So then how would you say "such a pretty girl"?  

(By the way, I'm not interested in winning arguments and I'm willing to accept that I'm wrong... just as soon as I'm totally convinced that that's the case).


----------



## Rossana_

Hola a todos!
Nunca pensé que mi traducción iba a causar tantas dudas, comentarios y demases!!! En realidad, traduje sin pensar que en inglés había unafrase hecha para eso.
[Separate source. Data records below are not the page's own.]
/// Fixed-tick simulation clock
///
/// The host feeds measured frame times in; the loop turns them into a
/// sequence of fixed-size ticks. Every actor deadline (death delay, stun,
/// waypoint wait) is compared against [`Tick::now`], so the simulation is
/// fully deterministic for a given sequence of frame times.
use std::time::Duration;

/// Target simulation rate (60 updates per second)
pub const FIXED_TIMESTEP: f32 = 1.0 / 60.0;
const FIXED_TIMESTEP_DURATION: Duration = Duration::from_micros(16_667); // ~1/60 second

/// Maximum number of simulation steps per frame to prevent spiral of death
const MAX_PHYSICS_STEPS: u32 = 5;

/// One discrete simulation step
#[derive(Debug, Clone, Copy, PartialEq)]
pub struct Tick {
    /// 1-based tick counter
    pub index: u64,
    /// Simulation time at the end of this tick, in seconds
    pub now: f32,
    /// Length of this tick, in seconds
    pub dt: f32,
}

impl Tick {
    /// Build the `index`-th tick of a clock running at `dt`
    pub fn new(index: u64, dt: f32) -> Self {
        Self {
            index,
            now: elapsed(index, dt),
            dt,
        }
    }

    /// Build a tick at an explicit simulation time
    pub fn at(now: f32, dt: f32) -> Self {
        Self { index: 0, now, dt }
    }
}

/// Time after `index` ticks of `dt`, computed in f64
fn elapsed(index: u64, dt: f32) -> f32 {
    (index as f64 * dt as f64) as f32
}

/// Game loop timing state
#[derive(Debug)]
pub struct GameLoop {
    /// Accumulated time for fixed timestep updates
    accumulator: Duration,

    /// Whether the game is paused
    paused: bool,

    /// Current frame number
    frame_count: u64,

    /// Total updates executed
    update_count: u64,
}

impl GameLoop {
    /// Create a new game loop
    pub fn new() -> Self {
        Self {
            accumulator: Duration::ZERO,
            paused: false,
            frame_count: 0,
            update_count: 0,
        }
    }

    /// Begin a new frame that took `frame_time`, returns the fixed ticks to run
    pub fn begin_frame(&mut self, frame_time: Duration) -> Vec<Tick> {
        self.frame_count += 1;

        // If paused, don't accumulate time for updates
        if self.paused {
            return Vec::new();
        }

        self.accumulator = self.accumulator.saturating_add(frame_time);

        let mut ticks = Vec::with_capacity(MAX_PHYSICS_STEPS as usize);
        while self.accumulator >= FIXED_TIMESTEP_DURATION && ticks.len() < MAX_PHYSICS_STEPS as usize
        {
            self.accumulator -= FIXED_TIMESTEP_DURATION;
            self.update_count += 1;
            ticks.push(Tick::new(self.update_count, FIXED_TIMESTEP));
        }

        if ticks.len() == MAX_PHYSICS_STEPS as usize && self.accumulator >= FIXED_TIMESTEP_DURATION {
            log::debug!(
                "Frame {} dropped {:?} of simulation backlog",
                self.frame_count,
                self.accumulator
            );
            self.accumulator = Duration::ZERO;
        }

        ticks
    }

    /// Current simulation time in seconds
    pub fn now(&self) -> f32 {
        elapsed(self.update_count, FIXED_TIMESTEP)
    }

    /// Get total number of updates executed
    pub fn update_count(&self) -> u64 {
        self.update_count
    }

    /// Check if game is paused
    pub fn is_paused(&self) -> bool {
        self.paused
    }

    /// Pause the game
    pub fn pause(&mut self) {
        if !self.paused {
            self.paused = true;
            log::info!("Game paused");
        }
    }

    /// Resume the game
    pub fn resume(&mut self) {
        if self.paused {
            self.paused = false;
            // Reset accumulator to prevent update burst
            self.accumulator = Duration::ZERO;
            log::info!("Game resumed");
        }
    }
}

impl Default for GameLoop {
    fn default() -> Self {
        Self::new()
    }
}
En todo caso, al ver tantas dudas, busqué en San Google la frase en inglés y encontré que hay una película u obra de teatro con este nombre: What's a Nice Girl Like You Doing in a Place Like This? 
El link es éste: http://www.imdb.com/title/tt0057680/

Saludos a todos....



http://www.imdb.com/title/tt0057680/


----------



## teqyre

Tienes razón, Rossana, es una frase hecha muy común en inglés.

Un par de preguntas  ...

¿Como traducirías el título de esa película/obra de teatro al español? y...

si se llamara "What's *such* a Nice Girl Like You Doing in a Place Like This?", ¿cómo traducirías eso?

Gracias.


----------



## Inés06

Es español, la frase más típica es: ¿qué hace una chica como tú en un lugar como éste?... (no se suele decir chica guapa, ni chica tan guapa.... ¡eso ya está implícito!)


----------



## teqyre

En inglés también, la expresión que más se dice es "What's a girl like you...", aunque también es bastante común añadirle el adjetivo "pretty".


----------



## Rossana_

Hola Tegyre, supongo que la traducción adecuada sería la misma:
 "¿Que hace una chica tan linda como tú en un lugar como éste?"
Ahora me confundí un poco por lo que encontré en el diccionario....si querías confundirme...¡lo lograste! jejeje. 
http://www.wordreference.com/es/translation.asp?v=tb1&tranword=SUCH%20a

Quizás la opción que tú propusiste también es adecuada, pero como es una frase hecha, creo que en este caso predomina el uso.

Saludos.


----------



## teqyre

Rossana_ said:
			
		

> Hola Tegyre, supongo que la traducción adecuada *sería la misma*:
> "¿Que hace una chica tan linda como tú en un lugar como éste?"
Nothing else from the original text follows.